An example: Harris stated that she had “been traveling around the country . . . meeting people who are working two and three jobs.” From these meetings, she concluded that America is in some form of employment crisis under this administration (despite the record-low unemployment rate) because people in America are working two and three jobs just “to put food on the table.”

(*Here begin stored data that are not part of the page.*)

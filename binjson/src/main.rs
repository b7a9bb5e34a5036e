//! JSON command-line tool for validating JSON documents and printing the
//! parsed value tree.
//!
//! Usage: json [OPTIONS] [FILE|DIR|-]
//!
//! Options:
//!   -o, --output <FILE>    Write the value tree to specified file
//!   --check                Check if input is valid (exit 0 if valid, 1 if invalid)
//!   --max-depth <N>        Maximum nesting depth, 0 for unbounded [default: 128]
//!   -v, --verbose          Log parser activity to stderr
//!   -h, --help             Print help
//!   -V, --version          Print version

use libjson::{ParseOptions, Parser, DEFAULT_MAX_DEPTH};
use std::fs::{self, File};
use std::io;
use std::path::{Path, PathBuf};
use std::process;
use tracing::debug;

/// Settings shared by every input processed in one run.
struct Settings {
    output_file: Option<String>,
    check_only: bool,
    max_depth: Option<usize>,
}

impl Default for Settings {
    fn default() -> Self {
        Self {
            output_file: None,
            check_only: false,
            max_depth: Some(DEFAULT_MAX_DEPTH),
        }
    }
}

fn main() {
    let args: Vec<String> = std::env::args().collect();

    let mut settings = Settings::default();
    let mut verbose = false;
    let mut input_path: Option<&str> = None;

    let mut i = 1;
    while i < args.len() {
        match args[i].as_str() {
            "-h" | "--help" => {
                print_help();
                return;
            }
            "-V" | "--version" => {
                println!("json {}", env!("CARGO_PKG_VERSION"));
                return;
            }
            "-o" | "--output" => {
                i += 1;
                if i >= args.len() {
                    eprintln!("Error: --output requires an argument");
                    process::exit(1);
                }
                settings.output_file = Some(args[i].clone());
            }
            "--check" => {
                settings.check_only = true;
            }
            "--max-depth" => {
                i += 1;
                if i >= args.len() {
                    eprintln!("Error: --max-depth requires a number");
                    process::exit(1);
                }
                settings.max_depth = match args[i].parse::<usize>() {
                    Ok(0) => None,
                    Ok(n) => Some(n),
                    Err(_) => {
                        eprintln!("Error: Invalid depth: {}", args[i]);
                        process::exit(1);
                    }
                };
            }
            "-v" | "--verbose" => {
                verbose = true;
            }
            "-" => {
                // Explicit stdin
                // input_path stays None, which means stdin
            }
            arg if arg.starts_with('-') => {
                eprintln!("Error: Unknown option: {}", arg);
                process::exit(1);
            }
            _ => {
                if input_path.is_some() {
                    eprintln!("Error: Multiple input paths not supported");
                    process::exit(1);
                }
                input_path = Some(&args[i]);
            }
        }
        i += 1;
    }

    if verbose {
        tracing_subscriber::fmt()
            .with_max_level(tracing::Level::DEBUG)
            .with_writer(io::stderr)
            .init();
    }

    if let Some(path) = input_path {
        if Path::new(path).is_dir() {
            if settings.output_file.is_some() {
                eprintln!("Error: --output cannot be used with directory input");
                process::exit(1);
            }
            process::exit(process_directory(path, &settings));
        }
    }

    process::exit(process_input(input_path, &settings));
}

/// Process every `*.json` file in a directory, in name order.
fn process_directory(dir_path: &str, settings: &Settings) -> i32 {
    let entries = match fs::read_dir(dir_path) {
        Ok(e) => e,
        Err(e) => {
            eprintln!("Error reading directory {}: {}", dir_path, e);
            return 1;
        }
    };

    let mut paths: Vec<PathBuf> = entries
        .flatten()
        .map(|entry| entry.path())
        .filter(|path| path.extension().map(|e| e == "json").unwrap_or(false))
        .collect();
    paths.sort();
    debug!(directory = dir_path, files = paths.len(), "processing directory");

    let mut had_errors = false;
    for path in paths {
        if process_input(Some(&*path.to_string_lossy()), settings) != 0 {
            had_errors = true;
        }
    }

    if had_errors {
        1
    } else {
        0
    }
}

/// Parse one input (a file, or stdin when `input_file` is `None`) and print
/// its value tree. Returns the exit code.
fn process_input(input_file: Option<&str>, settings: &Settings) -> i32 {
    let mut options = ParseOptions::new().with_max_depth(settings.max_depth);
    if let Some(path) = input_file {
        let filename = Path::new(path)
            .file_name()
            .map(|n| n.to_string_lossy().to_string())
            .unwrap_or_else(|| path.to_string());
        options = options.with_filename(filename);
    }

    let result = match input_file {
        Some(path) => match File::open(path) {
            Ok(file) => Parser::from_reader(file).with_options(options).parse(),
            Err(e) => {
                eprintln!("Error reading {}: {}", path, e);
                return 1;
            }
        },
        None => Parser::from_reader(io::stdin().lock())
            .with_options(options)
            .parse(),
    };

    let value = match result {
        Ok(v) => v,
        Err(e) => {
            if let Some(path) = input_file {
                eprintln!("{}: {}", path, e);
            } else {
                eprintln!("Parse error: {}", e);
            }
            return 1;
        }
    };

    if settings.check_only {
        match input_file {
            Some(path) => println!("{}: ok", path),
            None => println!("ok"),
        }
        return 0;
    }

    write_text_output(&format!("{:?}", value), settings.output_file.as_deref())
}

fn write_text_output(output: &str, output_file: Option<&str>) -> i32 {
    if let Some(path) = output_file {
        if let Err(e) = fs::write(path, output) {
            eprintln!("Error writing {}: {}", path, e);
            return 1;
        }
    } else {
        println!("{}", output);
    }
    0
}

fn print_help() {
    println!(
        "json - JSON command-line tool

USAGE:
    json [OPTIONS] [FILE|DIR|-]

ARGS:
    [FILE|DIR|-]    Input file or directory (reads from stdin if not provided)
                    When a directory is given, processes all .json files in it

    Without --check, prints the parsed value tree compactly, with object keys
    sorted. Integers beyond 64 bits carry an 'n' suffix and decimals beyond
    double range an 'm'.

OPTIONS:
    -o, --output <FILE>    Write the value tree to specified file (not valid with directory input)

    --check                Check if input is valid (exit 0 if valid, 1 if invalid)

    --max-depth <N>        Maximum nesting of arrays and objects [default: {}]
                           Use 0 for no limit

    -v, --verbose          Log parser activity to stderr

    -h, --help             Print help

    -V, --version          Print version

EXAMPLES:
    # Validate a JSON file
    json --check config.json

    # Validate all JSON files in a directory
    json --check ./configs/

    # Print the parsed tree
    json data.json

    # Read from stdin
    cat data.json | json -",
        DEFAULT_MAX_DEPTH
    );
}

Harris, however, remained especially vague as to the actual number of Americans forced to work multiple jobs to feed their families. The reality is, according to the Bureau of Labor Statistics, less than 5 percent of Americans worked more than one job in 2018. Further, only 3.2 percent of that 5 percent work a full-time job alongside of a part-time job (instead of two part-time jobs). And, recorded within that 3.2 percent are freelance artists, moonlight writers, and weekend Uber drivers — in short, it is hard to gauge whether the majority were working multiple jobs simply to “put food on the table” as Harris suggested, or if they were simply unsatisfied with their regular job (as the Census Bureau suggests).
Perhaps what is most telling, however, is that the percentage of Americans who are working two full-time jobs is almost too negligible for the BLS to record, at 0.2 percent. To top it off, the number of Americans working multiple jobs has stayed fairly steady since 1970, and it has been on a noticeable decline since the ’90s.
Her method of reasoning from the premise that she has met people who work multiple jobs to the conclusion that there is an employment crisis in the U.S. is an exemplary case of the fallacy of defective induction: concluding that something is generally the case because it is the case in a few instances. (Of course, Harris certainly was not the first, nor will she be the last, politician to enlist this fallacy in public speech.)
As the campaigning continues over these next 500 days, my plea is this: Beware the stories of “real people” in political debates and the emotionally charged anecdote — this is true across the aisle, by the way — for a fallacy of defective induction is likely bringing up the rear.